I have lived the past couple of years with montra, "Dance with the Fear". This comes from one of my favorite quotes from Jack Canfield, "Everything you want is on the other side of fear". Dancing with the fear to me means to push through the fears and the doubts that hold us up from achieving our goals and following our dreams.


I recently released my full length album, "Meet Me in Madison". I wrote and co-produced the entire album at Megatone Studios in Madison, Wisconsin. All of my songs have a story. All of my songs mean something to me. One of my favorite things about music is connecting with others through my songs and lyrics.


The past couple years have been a rollercoaster. I believe we all go through the things we go through for a reason. We may not understand the reason but there is always something for us to gain from these moments. I lead a positive outlook on life and always try to see the silver lining in even the ugly of ugliest moments we go through. "What won't kill me, makes me stronger. C'mon try me. Push me farther." Here is the story behind my song, "Stronger."

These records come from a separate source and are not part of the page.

//! Code generation
//!
//! This module turns the introspected schema into one model file per table,
//! plus a shared nullable-string helper file.

use std::collections::{BTreeSet, HashMap};
use std::path::PathBuf;

use tracing::{debug, info, trace, warn};

use crate::output::{self, OverwritePolicy, WriteResult};
use crate::prelude::{ModelGenError, Schema, Table};
use crate::schema::{is_valid_identifier, to_pascal_case};
use crate::typemap::{self, FieldType, MappedType};

pub mod go;
pub mod rust;

pub use go::GoGenerator;
pub use rust::RustGenerator;

/// File stem of the nullable-string helper
pub const NULL_STRING_FILE_STEM: &str = "json_null_string";

/// Type declared by the nullable-string helper
pub const NULL_STRING_TYPE: &str = "JsonNullString";

/// Target language for generated code
#[derive(Debug, Clone, Copy, Default, PartialEq, Eq)]
pub enum Language {
    #[default]
    Go,
    Rust,
}

impl Language {
    /// Build the generator for this language
    pub fn generator(self, package: &str) -> Box<dyn CodeGenerator> {
        match self {
            Language::Go => Box::new(GoGenerator::new(package)),
            Language::Rust => Box::new(RustGenerator::new(package)),
        }
    }
}

/// Configuration for code generation
#[derive(Debug, Clone)]
pub struct CodeGenConfig {
    /// Output directory
    pub output_dir: PathBuf,
    /// Report the files that would be written without touching disk
    pub dry_run: bool,
}

impl CodeGenConfig {
    pub fn new(output_dir: PathBuf) -> Self {
        Self {
            output_dir,
            dry_run: false,
        }
    }

    pub fn with_dry_run(mut self, dry_run: bool) -> Self {
        self.dry_run = dry_run;
        self
    }
}

/// One field of a generated structure
#[derive(Debug, Clone, PartialEq, Eq)]
pub struct Field {
    pub name: String,
    pub type_name: String,
    /// Original column name, used as the serialized field name
    pub tag: String,
}

/// Everything needed to render one table file
#[derive(Debug, Clone, PartialEq, Eq)]
pub struct TableModel {
    pub table_name: String,
    pub struct_name: String,
    pub fields: Vec<Field>,
    /// Modules required by the field types, sorted
    pub imports: BTreeSet<String>,
}

/// Trait for language-specific code generators
pub trait CodeGenerator {
    /// Extension of generated files, without the dot
    fn extension(&self) -> &'static str;

    /// Render a field type as a type name plus required import
    fn map_type(&self, field_type: FieldType) -> MappedType;

    /// Field identifier for a raw column name
    fn field_name(&self, column: &str) -> String {
        to_pascal_case(column)
    }

    /// Field names taken by members the model template declares
    fn reserved_field_names(&self) -> &'static [&'static str] {
        &[]
    }

    /// Names the target language does not accept for a struct
    fn reserved_struct_names(&self) -> &'static [&'static str] {
        &[]
    }

    /// Render the source file for one table
    fn render_model(&self, model: &TableModel) -> Result<String, ModelGenError>;

    /// Render the nullable-string helper file
    fn render_null_string(&self) -> Result<String, ModelGenError>;
}

/// Map one column to its target type
///
/// Fails with [`ModelGenError::UnrecognizedType`] when the column's base type
/// is outside the supported set.
pub fn map_column(
    generator: &dyn CodeGenerator,
    table: &str,
    column: &crate::schema::Column,
) -> Result<MappedType, ModelGenError> {
    let field_type = typemap::classify(column.is_nullable, &column.data_type, &column.column_type)
        .ok_or_else(|| ModelGenError::UnrecognizedType {
            table: table.to_string(),
            column: column.name.clone(),
            data_type: column.data_type.clone(),
        })?;

    let mapped = generator.map_type(field_type);
    trace!(
        table = ?table,
        column = ?column.name,
        field_type = ?field_type,
        type_name = ?mapped.type_name,
        "Mapped column"
    );
    Ok(mapped)
}

/// Build the render input for a table
///
/// Pure: converts names, maps every column and collects the import set.
pub fn build_model(generator: &dyn CodeGenerator, table: &Table) -> Result<TableModel, ModelGenError> {
    let mut fields = Vec::with_capacity(table.columns.len());
    let mut imports = BTreeSet::new();

    for column in &table.columns {
        let mapped = map_column(generator, &table.name, column)?;
        if let Some(import) = mapped.import {
            imports.insert(import);
        }
        fields.push(Field {
            name: generator.field_name(&column.name),
            type_name: mapped.type_name,
            tag: column.name.clone(),
        });
    }

    Ok(TableModel {
        table_name: table.name.clone(),
        struct_name: table.struct_name(),
        fields,
        imports,
    })
}

/// Reject models that would produce invalid or clashing output
///
/// Checked before anything is written: identifiers must be valid, file names
/// must differ case-insensitively (and from the helper file), struct names must
/// be unique and must not shadow the helper type, and field names must be
/// unique within a table and must not clash with generated members.
pub fn validate_models(generator: &dyn CodeGenerator, models: &[TableModel]) -> Result<(), ModelGenError> {
    let mut file_names: HashMap<String, &str> = HashMap::new();
    let mut struct_names: HashMap<&str, &str> = HashMap::new();

    for model in models {
        if !is_valid_identifier(&model.struct_name)
            || generator.reserved_struct_names().contains(&model.struct_name.as_str())
        {
            return Err(ModelGenError::InvalidIdentifier {
                table: model.table_name.clone(),
                name: model.struct_name.clone(),
            });
        }
        if model.struct_name == NULL_STRING_TYPE {
            return Err(ModelGenError::NameCollision(format!(
                "table '{}' maps to struct '{}', which the helper file declares",
                model.table_name, NULL_STRING_TYPE
            )));
        }

        let file_key = model.table_name.to_lowercase();
        if file_key == NULL_STRING_FILE_STEM {
            return Err(ModelGenError::NameCollision(format!(
                "table '{}' would overwrite the {} helper file",
                model.table_name, NULL_STRING_FILE_STEM
            )));
        }
        if let Some(other) = file_names.insert(file_key, &model.table_name) {
            return Err(ModelGenError::NameCollision(format!(
                "tables '{}' and '{}' map to the same file name",
                other, model.table_name
            )));
        }
        if let Some(other) = struct_names.insert(&model.struct_name, &model.table_name) {
            return Err(ModelGenError::NameCollision(format!(
                "tables '{}' and '{}' both map to struct '{}'",
                other, model.table_name, model.struct_name
            )));
        }

        let mut field_names: HashMap<&str, &str> = HashMap::new();
        for field in &model.fields {
            if !is_valid_identifier(&field.name) {
                return Err(ModelGenError::InvalidIdentifier {
                    table: model.table_name.clone(),
                    name: field.name.clone(),
                });
            }
            if generator.reserved_field_names().contains(&field.name.as_str()) {
                return Err(ModelGenError::NameCollision(format!(
                    "column '{}' of table '{}' maps to field '{}', which clashes with a generated method",
                    field.tag, model.table_name, field.name
                )));
            }
            if let Some(other) = field_names.insert(&field.name, &field.tag) {
                return Err(ModelGenError::NameCollision(format!(
                    "columns '{}' and '{}' of table '{}' both map to field '{}'",
                    other, field.tag, model.table_name, field.name
                )));
            }
        }
    }

    Ok(())
}

/// Outcome of a generation run
#[derive(Debug, Default)]
pub struct GenerateSummary {
    pub written: Vec<PathBuf>,
    pub skipped: Vec<PathBuf>,
    /// Files a dry run would have written
    pub planned: Vec<PathBuf>,
}

/// Generate all table files and the helper file
///
/// Every table is mapped, rendered and validated first; nothing is written if
/// any table fails. Table files follow `policy`; the helper file is always
/// regenerated.
pub fn generate(
    schema: &Schema,
    generator: &dyn CodeGenerator,
    config: &CodeGenConfig,
    policy: &mut OverwritePolicy<'_>,
) -> Result<GenerateSummary, ModelGenError> {
    info!(
        output = ?config.output_dir,
        tables = schema.tables.len(),
        dry_run = config.dry_run,
        "Generating models"
    );

    let models = schema
        .tables
        .iter()
        .map(|table| build_model(generator, table))
        .collect::<Result<Vec<_>, _>>()?;
    validate_models(generator, &models)?;

    let mut rendered = Vec::with_capacity(models.len());
    for model in &models {
        let code = generator.render_model(model)?;
        let path = config
            .output_dir
            .join(format!("{}.{}", model.table_name, generator.extension()));
        rendered.push((path, code));
    }

    let helper_path = config
        .output_dir
        .join(format!("{}.{}", NULL_STRING_FILE_STEM, generator.extension()));
    let helper_code = generator.render_null_string()?;

    let mut summary = GenerateSummary::default();

    if config.dry_run {
        for (path, _) in &rendered {
            info!(path = ?path, "Would write file");
            summary.planned.push(path.clone());
        }
        info!(path = ?helper_path, "Would write file");
        summary.planned.push(helper_path);
        return Ok(summary);
    }

    if models.is_empty() {
        warn!("No tables to generate");
    }

    for ((path, code), model) in rendered.iter().zip(&models) {
        info!(table = ?model.table_name, "Generating table");
        match output::write_file(path, code, policy)? {
            WriteResult::Skipped => summary.skipped.push(path.clone()),
            result => {
                debug!(table = ?model.table_name, path = ?path, result = ?result, "Generated table file");
                summary.written.push(path.clone());
            }
        }
    }

    output::write_file_unconditionally(&helper_path, &helper_code)?;
    debug!(path = ?helper_path, "Generated helper file");
    summary.written.push(helper_path);

    info!(
        written = summary.written.len(),
        skipped = summary.skipped.len(),
        "Code generation complete"
    );

    Ok(summary)
}
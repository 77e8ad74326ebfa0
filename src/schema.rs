//! Schema data structures
//!
//! These types represent catalog information as read from the database and
//! form the contract between introspection (produces) and code generation
//! (consumes). Column types are kept as the raw catalog strings; mapping them
//! to target-language types is the job of [`crate::typemap`].

/// The selected tables of one database
#[derive(Debug, Clone)]
pub struct Schema {
    pub name: String,
    pub tables: Vec<Table>,
}

/// Database table
#[derive(Debug, Clone)]
pub struct Table {
    pub name: String,
    /// Columns in catalog (ordinal) order
    pub columns: Vec<Column>,
}

impl Table {
    /// Returns PascalCase struct name from snake_case table name
    pub fn struct_name(&self) -> String {
        to_pascal_case(&self.name)
    }
}

/// A table column as described by `information_schema.columns`
#[derive(Debug, Clone, PartialEq, Eq)]
pub struct Column {
    pub name: String,
    pub is_nullable: bool,
    /// Coarse type classifier (`DATA_TYPE`), e.g. `int`
    pub data_type: String,
    /// Full type descriptor (`COLUMN_TYPE`), e.g. `int(10) unsigned`
    pub column_type: String,
}

impl Column {
    pub fn new(
        name: impl Into<String>,
        is_nullable: bool,
        data_type: impl Into<String>,
        column_type: impl Into<String>,
    ) -> Self {
        Self {
            name: name.into(),
            is_nullable,
            data_type: data_type.into(),
            column_type: column_type.into(),
        }
    }
}

/// Convert snake_case to PascalCase
///
/// Every underscore-delimited segment gets its first character upper-cased;
/// the rest of the segment is kept as is. Empty segments (leading, trailing or
/// doubled underscores) contribute nothing.
pub fn to_pascal_case(s: &str) -> String {
    s.split('_')
        .map(|word| {
            let mut chars = word.chars();
            match chars.next() {
                None => String::new(),
                Some(first) => {
                    let first_upper = first.to_uppercase().to_string();
                    first_upper + chars.as_str()
                }
            }
        })
        .collect()
}

/// Check that a generated name can be used as an identifier in the output
///
/// Accepts a leading letter followed by letters, digits and underscores. A
/// leading `r#` (Rust raw identifier) is ignored.
pub fn is_valid_identifier(name: &str) -> bool {
    let name = name.strip_prefix("r#").unwrap_or(name);
    let mut chars = name.chars();
    match chars.next() {
        Some(first) if first.is_alphabetic() || first == '_' => {
            name != "_" && chars.all(|c| c.is_alphanumeric() || c == '_')
        }
        _ => false,
    }
}
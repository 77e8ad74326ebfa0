//! MySQL column type classification
//!
//! Classifies a column into a language-neutral [`FieldType`]. Each code
//! generator then renders the field type as a concrete type name plus the
//! import it requires (see [`crate::codegen::CodeGenerator::map_type`]).

/// Semantic type of a generated field
#[derive(Debug, Clone, Copy, PartialEq, Eq, Hash)]
pub enum FieldType {
    /// Fixed-width integer (`bits` is 8, 16 or 64)
    Integer { bits: u8, unsigned: bool },
    /// Any nullable integer column
    NullableInteger,
    Float,
    NullableFloat,
    Text,
    /// Nullable text, serialized as JSON `null` when absent
    NullableText,
    /// Date and time columns, always optional
    Timestamp,
}

/// A field type rendered for one target language
#[derive(Debug, Clone, PartialEq, Eq)]
pub struct MappedType {
    pub type_name: String,
    /// Supporting module the type needs, if any
    pub import: Option<String>,
}

impl MappedType {
    pub fn new(type_name: impl Into<String>) -> Self {
        Self {
            type_name: type_name.into(),
            import: None,
        }
    }

    pub fn with_import(mut self, import: impl Into<String>) -> Self {
        self.import = Some(import.into());
        self
    }
}

/// Classify a column from its catalog description
///
/// `base_type` is the `DATA_TYPE` classifier and `full_type` the complete
/// `COLUMN_TYPE` descriptor, which is only consulted for a trailing
/// `unsigned` token. Returns `None` for base types outside the supported set.
pub fn classify(nullable: bool, base_type: &str, full_type: &str) -> Option<FieldType> {
    let base = base_type.trim().to_lowercase();
    let unsigned = is_unsigned(full_type);

    let field_type = match base.as_str() {
        "int" | "smallint" | "tinyint" if nullable => FieldType::NullableInteger,
        "int" => FieldType::Integer { bits: 64, unsigned },
        "smallint" => FieldType::Integer { bits: 16, unsigned },
        "tinyint" => FieldType::Integer { bits: 8, unsigned },
        "decimal" if nullable => FieldType::NullableFloat,
        "decimal" => FieldType::Float,
        "varchar" | "char" | "text" if nullable => FieldType::NullableText,
        "varchar" | "char" | "text" => FieldType::Text,
        // Temporal columns are optional regardless of nullability
        "datetime" | "date" | "timestamp" => FieldType::Timestamp,
        _ => return None,
    };

    Some(field_type)
}

/// Check for a trailing `unsigned` token, e.g. `int(10) unsigned`
fn is_unsigned(full_type: &str) -> bool {
    full_type
        .split_whitespace()
        .last()
        .is_some_and(|token| token.eq_ignore_ascii_case("unsigned"))
}
use std::path::PathBuf;

use thiserror::Error;

/// modelgen errors
#[derive(Error, Debug)]
pub enum ModelGenError {
    #[error("Configuration error: {0}")]
    Config(String),

    #[error("Failed to connect to database: {0}")]
    Connection(String),

    #[error("Failed to introspect schema '{schema}': {message}")]
    Introspection { schema: String, message: String },

    #[error("Unknown type '{data_type}' for column '{column}' in table '{table}'")]
    UnrecognizedType {
        table: String,
        column: String,
        data_type: String,
    },

    #[error("Name collision: {0}")]
    NameCollision(String),

    #[error("Table '{table}' produces an invalid identifier '{name}'")]
    InvalidIdentifier { table: String, name: String },

    #[error("Code generation failed for table '{table}': {message}")]
    CodeGen { table: String, message: String },

    #[error("Failed to write {}: {source}", .path.display())]
    Output {
        path: PathBuf,
        #[source]
        source: std::io::Error,
    },

    #[error("I/O error: {0}")]
    Io(#[from] std::io::Error),
}
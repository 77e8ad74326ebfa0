//! Database introspection
//!
//! This module provides functionality for extracting table and column
//! information from a database catalog. Each supported database has its own
//! feature-gated submodule.

use tracing::{debug, info, trace, warn};

use crate::prelude::{Column, ModelGenError, Schema, Table};

/// Filters to apply during introspection
#[derive(Debug, Default, Clone)]
pub struct TableFilter {
    /// Only include these tables (if Some)
    pub include: Option<Vec<String>>,
    /// Exclude these tables
    pub exclude: Option<Vec<String>>,
}

impl TableFilter {
    /// Filter down to a single table
    pub fn only(table: impl Into<String>) -> Self {
        Self {
            include: Some(vec![table.into()]),
            exclude: None,
        }
    }

    /// Check if a table should be included
    pub fn should_include(&self, table_name: &str) -> bool {
        // Check include list
        if let Some(include) = &self.include {
            if !include.iter().any(|t| t == table_name) {
                return false;
            }
        }

        // Check exclude list
        if let Some(exclude) = &self.exclude {
            if exclude.iter().any(|t| t == table_name) {
                return false;
            }
        }

        true
    }

    pub fn is_empty(&self) -> bool {
        self.include.is_none() && self.exclude.is_none()
    }
}

/// Trait for database introspection implementations
pub trait Introspector {
    /// List every table registered under `database`
    fn list_tables(&mut self, database: &str) -> Result<Vec<String>, ModelGenError>;

    /// List the columns of `table` in the catalog's ordinal order
    fn list_columns(&mut self, database: &str, table: &str) -> Result<Vec<Column>, ModelGenError>;

    /// Introspect the tables selected by `filter`
    ///
    /// A filter naming a table that does not exist yields an empty schema.
    fn introspect(&mut self, database: &str, filter: &TableFilter) -> Result<Schema, ModelGenError> {
        info!(database = ?database, "Starting schema introspection");

        let all_table_names = self.list_tables(database)?;
        debug!(count = ?all_table_names.len(), "Found all tables");

        let table_names: Vec<String> = all_table_names
            .into_iter()
            .filter(|name| filter.should_include(name))
            .collect();
        debug!(count = ?table_names.len(), "Tables after filtering");

        if let Some(include) = &filter.include {
            for wanted in include {
                if !table_names.contains(wanted) {
                    warn!(table = ?wanted, "Requested table not found");
                }
            }
        }

        let mut tables = Vec::with_capacity(table_names.len());
        for table_name in table_names {
            debug!(table = ?table_name, "Introspecting table");

            let columns = self.list_columns(database, &table_name)?;
            trace!(table = ?table_name, columns = ?columns.len(), "Found columns");

            tables.push(Table {
                name: table_name,
                columns,
            });
        }

        info!(
            database = ?database,
            tables = ?tables.len(),
            "Schema introspection complete"
        );

        Ok(Schema {
            name: database.to_string(),
            tables,
        })
    }
}

// Feature-gated database implementations
#[cfg(feature = "mysql")]
mod mysql;

#[cfg(feature = "mysql")]
pub use self::mysql::MySqlIntrospector;
use mysql::prelude::Queryable;
use mysql::{Conn, OptsBuilder};
use tracing::{error, info, trace};

use super::Introspector;
use crate::config::DbConfig;
use crate::prelude::ModelGenError;
use crate::schema::Column;

/// MySQL introspector reading `information_schema`
pub struct MySqlIntrospector<'a> {
    conn: &'a mut Conn,
}

impl<'a> MySqlIntrospector<'a> {
    pub fn new(conn: &'a mut Conn) -> Self {
        Self { conn }
    }

    /// Open a single connection for the run
    pub fn connect(config: &DbConfig) -> Result<Conn, ModelGenError> {
        info!(connection = ?config.redacted(), "Connecting to MySQL");

        let mut opts = OptsBuilder::new()
            .user(config.user.clone())
            .pass(config.password.clone())
            .db_name(Some(config.database.clone()));

        opts = match &config.socket {
            Some(socket) => opts.socket(Some(socket.clone())),
            None => opts
                .ip_or_hostname(Some(config.host.clone()))
                .tcp_port(config.port),
        };

        Conn::new(opts).map_err(|e| {
            error!(connection = ?config.redacted(), error = ?e, "Failed to connect");
            ModelGenError::Connection(format!("{}: {}", config.redacted(), e))
        })
    }
}

impl Introspector for MySqlIntrospector<'_> {
    fn list_tables(&mut self, database: &str) -> Result<Vec<String>, ModelGenError> {
        trace!(database = ?database, "Querying tables");

        let sql = r#"
            SELECT table_name
              FROM information_schema.tables
             WHERE table_schema = ?
             ORDER BY table_name
        "#;

        let rows: Vec<(String,)> = self.conn.exec(sql, (database,)).map_err(|e| {
            error!(database = ?database, error = ?e, "Failed to query tables");
            ModelGenError::Introspection {
                schema: database.to_string(),
                message: format!("Failed to query tables: {}", e),
            }
        })?;

        let tables: Vec<String> = rows.into_iter().map(|(name,)| name).collect();
        trace!(tables = ?tables, "Tables found");
        Ok(tables)
    }

    fn list_columns(&mut self, database: &str, table: &str) -> Result<Vec<Column>, ModelGenError> {
        trace!(database = ?database, table = ?table, "Querying columns");

        let sql = r#"
            SELECT column_name, is_nullable, data_type, column_type
              FROM information_schema.columns
             WHERE table_schema = ?
               AND table_name = ?
             ORDER BY ordinal_position
        "#;

        let rows: Vec<(String, String, String, String)> =
            self.conn.exec(sql, (database, table)).map_err(|e| {
                error!(
                    database = ?database,
                    table = ?table,
                    error = ?e,
                    "Failed to query columns"
                );
                ModelGenError::Introspection {
                    schema: database.to_string(),
                    message: format!("Failed to query columns for table '{}': {}", table, e),
                }
            })?;

        Ok(rows.into_iter().map(column_from_row).collect())
    }
}

/// Build a [`Column`] from a `(column_name, is_nullable, data_type, column_type)` row
fn column_from_row((name, is_nullable, data_type, column_type): (String, String, String, String)) -> Column {
    let is_nullable = is_nullable.eq_ignore_ascii_case("YES");

    trace!(
        column = ?name,
        data_type = ?data_type,
        column_type = ?column_type,
        is_nullable = ?is_nullable,
        "Parsed column"
    );

    Column {
        name,
        is_nullable,
        data_type,
        column_type,
    }
}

"I’ve been stomped on, stepped on, pushed around

Fell so hard I hit the ground

Turned my eyes to the sky

Hurt so bad I couldn’t cry"


I found myself being pushed to my limits. I was overworked and stressed out of the demands of my job and life in general. I felt like I was losing control of the things that mattered. I was losing myself.


"Made the choice right then and there,

To love myself without a care

Look past the doubt in my soul

Follow my heart and just let go"


Looking back, I was happy. I was successful. I was content. But was I living? I found myself pushing myself more and more to achieve greatness. Why was I pushing myself so hard? What is it that I was lacking? I think without even knowing it, I was exhausted of living up to what people wanted and expected me to be; including myself. Why do we put so much pressure on ourselves? Whose standards are we living up to? Who sets the expectations?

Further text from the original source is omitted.